Express & Star

Mark Andrews: Tips for travelling England fans, flattening towns, and don't drink the water

The Foreign Office has issued important advice for football fans travelling to Germany for Euro 24: some German beers may be stronger than domestic ones.

England fans are being warned to beware of German beer

"Beer can be stronger than in the UK, so drink responsibly, know your limits and respect local laws," said the official guidance.

I'm pretty sure that if I were in charge, I would have come up with some more practical advice than that. Something along the lines of: "People in Germany tend not to drink proper beer, just that horrible lager stuff, so travellers may wish to consider stuffing their suitcases with real ales from their local off licence before heading out."

Or how about: "Any more than five plates of schnitzel can cause stomach cramps." Or "It is advisable to ensure you are not outnumbered by home supporters before chanting 'Two world wars and one world cup' in a crowded bar. Particularly if they have been drinking the strong German beers."

It might also be useful to point out that a German five-pint stein will hold considerably more of the stronger German beer than a British pint glass. Always happy to help.

The Foreign Office guidance advises fans that they may not be allowed to attend matches if they are too inebriated. Perhaps it should also include some warnings about the potential pitfalls of what may happen if they are admitted into the stadium. Something like: "Some supporters experience feelings of frustration by Mr Southgate's perceived caution, and many feel disappointed that Jordan Henderson is not as quick as he was a few years ago. And that if England find themselves in a penalty shoot-out with the Jerries, it tends not to end very well."

* * *

Talking of official guidance, participants in today's Oxford-Cambridge boat race have been told 'Don't throw your cox in the water' once the action is over. Which I think is pretty good advice on any occasion.

Apparently, there are concerns that the River Thames may be contaminated with substances that are not necessarily conducive to good health. Human faeces, e.coli, stuff like that.
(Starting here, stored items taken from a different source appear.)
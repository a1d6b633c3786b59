use std::collections::HashMap;
use std::collections::hash_map::Entry;
use std::fmt;
use std::sync::Arc;

use parking_lot::Mutex;
use tracing::trace;

use crate::connection::ConnectionState;
use crate::error::BleError;
use crate::model::{PeripheralAddress, PhyPair, ServiceInfo};

/// Single-shot completion of one GATT operation.
pub type Completion<T> = Box<dyn FnOnce(Result<T, BleError>) + Send>;

/// Persistent handler invoked for every matching event.
pub type Handler<T> = Arc<dyn Fn(T) + Send + Sync>;

/// A kind of single-shot GATT operation and the value it completes with.
pub trait OperationFamily {
    type Output: Send + 'static;

    /// Operation label used in keys, timer ids and logs.
    const OPERATION: &'static str;

    #[doc(hidden)]
    fn slot(pending: &mut PendingCallbacks) -> &mut HashMap<String, Completion<Self::Output>>;
}

macro_rules! operation_families {
    ($($(#[$meta:meta])* $family:ident => $field:ident: $output:ty, $operation:literal;)+) => {
        /// Every outstanding single-shot completion, grouped by family.
        #[derive(Default)]
        pub struct PendingCallbacks {
            $($field: HashMap<String, Completion<$output>>,)+
        }

        impl PendingCallbacks {
            #[must_use]
            pub fn len(&self) -> usize {
                0 $(+ self.$field.len())+
            }

            #[must_use]
            pub fn is_empty(&self) -> bool {
                self.len() == 0
            }

            /// Completes every callback with a clone of `error`.
            pub fn fail_with(self, error: &BleError) {
                $(
                    for (_, completion) in self.$field {
                        completion(Err(error.clone()));
                    }
                )+
            }
        }

        $(
            $(#[$meta])*
            #[derive(Debug, Clone, Copy)]
            pub enum $family {}

            impl OperationFamily for $family {
                type Output = $output;
                const OPERATION: &'static str = $operation;

                fn slot(
                    pending: &mut PendingCallbacks,
                ) -> &mut HashMap<String, Completion<$output>> {
                    &mut pending.$field
                }
            }
        )+
    };
}

operation_families! {
    /// Characteristic read, keyed by characteristic UUID.
    ReadCharacteristic => read_characteristic: Vec<u8>, "ReadCharacteristic";
    WriteCharacteristic => write_characteristic: (), "WriteCharacteristic";
    /// Descriptor read, keyed by characteristic and descriptor UUID.
    ReadDescriptor => read_descriptor: Vec<u8>, "ReadDescriptor";
    WriteDescriptor => write_descriptor: (), "WriteDescriptor";
    /// Notification enable/disable; completes with the new state.
    SetNotify => set_notify: bool, "SetNotify";
    DiscoverServices => discover_services: Vec<ServiceInfo>, "DiscoverServices";
    ReadRssi => read_rssi: i16, "ReadRssi";
    RequestMtu => request_mtu: u16, "RequestMtu";
    ReadPhy => read_phy: PhyPair, "ReadPhy";
    SetPreferredPhy => set_preferred_phy: PhyPair, "SetPreferredPhy";
    ExecuteReliableWrite => execute_reliable_write: (), "ExecuteReliableWrite";
}

impl fmt::Debug for PendingCallbacks {
    fn fmt(&self, f: &mut fmt::Formatter<'_>) -> fmt::Result {
        f.debug_struct("PendingCallbacks")
            .field("len", &self.len())
            .finish()
    }
}

/// Builds the key shared by a pending operation and its watchdog timer.
#[must_use]
pub fn operation_key(address: &PeripheralAddress, operation: &str, uuid: Option<&str>) -> String {
    match uuid {
        Some(uuid) => format!("{address}__{operation}__{}", uuid.to_ascii_lowercase()),
        None => format!("{address}__{operation}"),
    }
}

#[derive(Default)]
struct RegistryState {
    pending: PendingCallbacks,
    connection_state_changed: Option<Handler<ConnectionState>>,
    service_changed: Option<Handler<()>>,
    data_changed: HashMap<String, Handler<Vec<u8>>>,
}

/// Fans platform results out to keyed single-shot completions.
///
/// All state sits behind one mutex so a `notify` racing a `register` for the
/// same key either sees the registration or does not. Callbacks always run
/// after the lock is released.
#[derive(Default)]
pub struct GattCallbackRegistry {
    state: Mutex<RegistryState>,
}

impl fmt::Debug for GattCallbackRegistry {
    fn fmt(&self, f: &mut fmt::Formatter<'_>) -> fmt::Result {
        let state = self.state.lock();
        f.debug_struct("GattCallbackRegistry")
            .field("pending", &state.pending)
            .field("data_changed", &state.data_changed.len())
            .finish_non_exhaustive()
    }
}

impl GattCallbackRegistry {
    #[must_use]
    pub fn new() -> Self {
        Self::default()
    }

    /// Registers a completion under `key`.
    ///
    /// # Errors
    ///
    /// Hands the completion back untouched when `key` is already in use.
    pub fn register<F: OperationFamily>(
        &self,
        key: impl Into<String>,
        completion: Completion<F::Output>,
    ) -> Result<(), Completion<F::Output>> {
        let mut state = self.state.lock();
        match F::slot(&mut state.pending).entry(key.into()) {
            Entry::Occupied(_) => Err(completion),
            Entry::Vacant(vacant) => {
                vacant.insert(completion);
                Ok(())
            }
        }
    }

    /// Removes and returns the completion for `key`.
    pub fn take<F: OperationFamily>(&self, key: &str) -> Option<Completion<F::Output>> {
        F::slot(&mut self.state.lock().pending).remove(key)
    }

    #[must_use]
    pub fn is_pending<F: OperationFamily>(&self, key: &str) -> bool {
        F::slot(&mut self.state.lock().pending).contains_key(key)
    }

    /// Completes and removes the callback for `key`. Unknown keys are a no-op.
    pub fn notify<F: OperationFamily>(
        &self,
        key: &str,
        result: Result<F::Output, BleError>,
    ) -> bool {
        match self.take::<F>(key) {
            Some(completion) => {
                completion(result);
                true
            }
            None => {
                trace!(key, operation = F::OPERATION, "no pending callback for result");
                false
            }
        }
    }

    pub fn set_connection_state_handler(&self, handler: Option<Handler<ConnectionState>>) {
        self.state.lock().connection_state_changed = handler;
    }

    pub fn notify_connection_state_changed(&self, state: ConnectionState) -> bool {
        let handler = self.state.lock().connection_state_changed.clone();
        handler.map(|handler| handler(state)).is_some()
    }

    pub fn set_service_changed_handler(&self, handler: Option<Handler<()>>) {
        self.state.lock().service_changed = handler;
    }

    pub fn notify_service_changed(&self) -> bool {
        let handler = self.state.lock().service_changed.clone();
        handler.map(|handler| handler(())).is_some()
    }

    /// Installs the notification handler for a characteristic key.
    pub fn set_data_changed_handler(&self, key: impl Into<String>, handler: Handler<Vec<u8>>) {
        self.state.lock().data_changed.insert(key.into(), handler);
    }

    pub fn remove_data_changed_handler(&self, key: &str) -> bool {
        self.state.lock().data_changed.remove(key).is_some()
    }

    pub fn notify_data_changed(&self, key: &str, value: Vec<u8>) -> bool {
        let handler = self.state.lock().data_changed.get(key).cloned();
        match handler {
            Some(handler) => {
                handler(value);
                true
            }
            None => {
                trace!(key, "no data-changed handler for notification");
                false
            }
        }
    }

    /// Drops every callback and handler without invoking any of them.
    pub fn clear_all(&self) {
        let cleared = std::mem::take(&mut *self.state.lock());
        drop(cleared);
    }

    /// Detaches every pending single-shot completion, keeping handlers.
    pub fn take_all_pending(&self) -> PendingCallbacks {
        std::mem::take(&mut self.state.lock().pending)
    }
}

#[cfg(test)]
mod tests {
    use std::sync::atomic::{AtomicUsize, Ordering};

    use pretty_assertions::assert_eq;

    use super::*;
    use crate::model::Phy;

    fn counting<T: Send + 'static>(count: &Arc<AtomicUsize>) -> Completion<T> {
        let count = Arc::clone(count);
        Box::new(move |_| {
            count.fetch_add(1, Ordering::SeqCst);
        })
    }

    fn counting_handler<T: 'static>(count: &Arc<AtomicUsize>) -> Handler<T> {
        let count = Arc::clone(count);
        Arc::new(move |_| {
            count.fetch_add(1, Ordering::SeqCst);
        })
    }

    #[test]
    fn notify_completes_once_and_removes_the_entry() {
        let registry = GattCallbackRegistry::new();
        let seen = Arc::new(Mutex::new(Vec::new()));
        let sink = Arc::clone(&seen);
        registry
            .register::<ReadCharacteristic>(
                "key",
                Box::new(move |result: Result<Vec<u8>, BleError>| sink.lock().push(result)),
            )
            .map_err(|_| "key in use")
            .expect("first registration succeeds");

        assert!(registry.notify::<ReadCharacteristic>("key", Ok(vec![1, 2])));
        assert!(!registry.notify::<ReadCharacteristic>("key", Ok(vec![3])));

        assert_eq!(vec![Ok(vec![1, 2])], *seen.lock());
    }

    #[test]
    fn second_registration_for_key_is_handed_back() {
        let registry = GattCallbackRegistry::new();
        let count = Arc::new(AtomicUsize::new(0));

        assert!(matches!(registry.register::<WriteCharacteristic>("key", counting(&count)), Ok(())));
        let rejected = registry.register::<WriteCharacteristic>("key", counting(&count));

        assert!(matches!(rejected, Err(_)));
        assert!(registry.is_pending::<WriteCharacteristic>("key"));
        assert!(matches!(registry.register::<ReadCharacteristic>("key", counting(&count)), Ok(())));
    }

    #[test]
    fn clear_all_silences_every_callback_kind() {
        let registry = GattCallbackRegistry::new();
        let count = Arc::new(AtomicUsize::new(0));
        let phy = PhyPair {
            tx: Phy::Le2M,
            rx: Phy::Le2M,
        };

        let registrations = [
            registry.register::<ReadCharacteristic>("k", counting(&count)).is_ok(),
            registry.register::<WriteCharacteristic>("k", counting(&count)).is_ok(),
            registry.register::<ReadDescriptor>("k", counting(&count)).is_ok(),
            registry.register::<WriteDescriptor>("k", counting(&count)).is_ok(),
            registry.register::<SetNotify>("k", counting(&count)).is_ok(),
            registry.register::<DiscoverServices>("k", counting(&count)).is_ok(),
            registry.register::<ReadRssi>("k", counting(&count)).is_ok(),
            registry.register::<RequestMtu>("k", counting(&count)).is_ok(),
            registry.register::<ReadPhy>("k", counting(&count)).is_ok(),
            registry.register::<SetPreferredPhy>("k", counting(&count)).is_ok(),
            registry.register::<ExecuteReliableWrite>("k", counting(&count)).is_ok(),
        ];
        assert!(registrations.iter().all(|registered| *registered));
        registry.set_connection_state_handler(Some(counting_handler(&count)));
        registry.set_service_changed_handler(Some(counting_handler(&count)));
        registry.set_data_changed_handler("k", counting_handler(&count));

        registry.clear_all();

        let delivered = [
            registry.notify::<ReadCharacteristic>("k", Ok(Vec::new())),
            registry.notify::<WriteCharacteristic>("k", Ok(())),
            registry.notify::<ReadDescriptor>("k", Ok(Vec::new())),
            registry.notify::<WriteDescriptor>("k", Ok(())),
            registry.notify::<SetNotify>("k", Ok(true)),
            registry.notify::<DiscoverServices>("k", Ok(Vec::new())),
            registry.notify::<ReadRssi>("k", Ok(-40)),
            registry.notify::<RequestMtu>("k", Ok(247)),
            registry.notify::<ReadPhy>("k", Ok(phy)),
            registry.notify::<SetPreferredPhy>("k", Ok(phy)),
            registry.notify::<ExecuteReliableWrite>("k", Ok(())),
            registry.notify_connection_state_changed(ConnectionState::Connected),
            registry.notify_service_changed(),
            registry.notify_data_changed("k", vec![1]),
        ];

        assert!(delivered.iter().all(|delivered| !*delivered));
        assert_eq!(0, count.load(Ordering::SeqCst));
    }

    #[test]
    fn take_all_pending_fails_callbacks_and_keeps_handlers() {
        let registry = GattCallbackRegistry::new();
        let errors = Arc::new(Mutex::new(Vec::new()));
        let sink = Arc::clone(&errors);
        let handler_count = Arc::new(AtomicUsize::new(0));
        let address = PeripheralAddress::from("AA:BB");
        let _ = registry.register::<ReadRssi>(
            "rssi",
            Box::new(move |result: Result<i16, BleError>| sink.lock().push(result)),
        );
        registry.set_data_changed_handler("k", counting_handler(&handler_count));

        let pending = registry.take_all_pending();
        assert_eq!(1, pending.len());
        pending.fail_with(&BleError::NotConnected {
            address: address.clone(),
        });

        assert_eq!(vec![Err(BleError::NotConnected { address })], *errors.lock());
        assert!(registry.notify_data_changed("k", Vec::new()));
        assert_eq!(1, handler_count.load(Ordering::SeqCst));
    }

    #[test]
    fn operation_key_lowercases_uuid() {
        let address = PeripheralAddress::from("AA:BB");

        assert_eq!(
            "AA:BB__ReadCharacteristic__00002a19",
            operation_key(&address, ReadCharacteristic::OPERATION, Some("00002A19"))
        );
        assert_eq!("AA:BB__ReadRssi", operation_key(&address, ReadRssi::OPERATION, None));
    }
}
I guess that's Generation Snowflake for you, they don't know what's good for them.

Meanwhile, Chancellor of the Exchequer Jeremy Hunt has advised people not to panic about the financial difficulties of the water company that serves that neck of the woods.

"Thames Water is still solvent," he assured folk. Yes Jeremy, we know Thames water is a solvent. It is what it is a solvent to that is worrying people.

* * *

Sir Keir Starmer was in Dudley this week, questioning whether the Government had delivered on its 'levelling up' pledges for the town.

Helpfully, the Conservatives have produced a leaflet outlining a number of schemes which have benefited from levelling-up cash. It is just unfortunate most of these projects have, so far at least, involved knocking things down rather than building them up: the flattening of the eyesore Cavendish House office, block, the demolition of the Hippodrome theatre, and the imminent demolition of the bus station and a neighbouring supermarket. Which sounds not so much 'levelling up Dudley', as 'levelling Dudley'.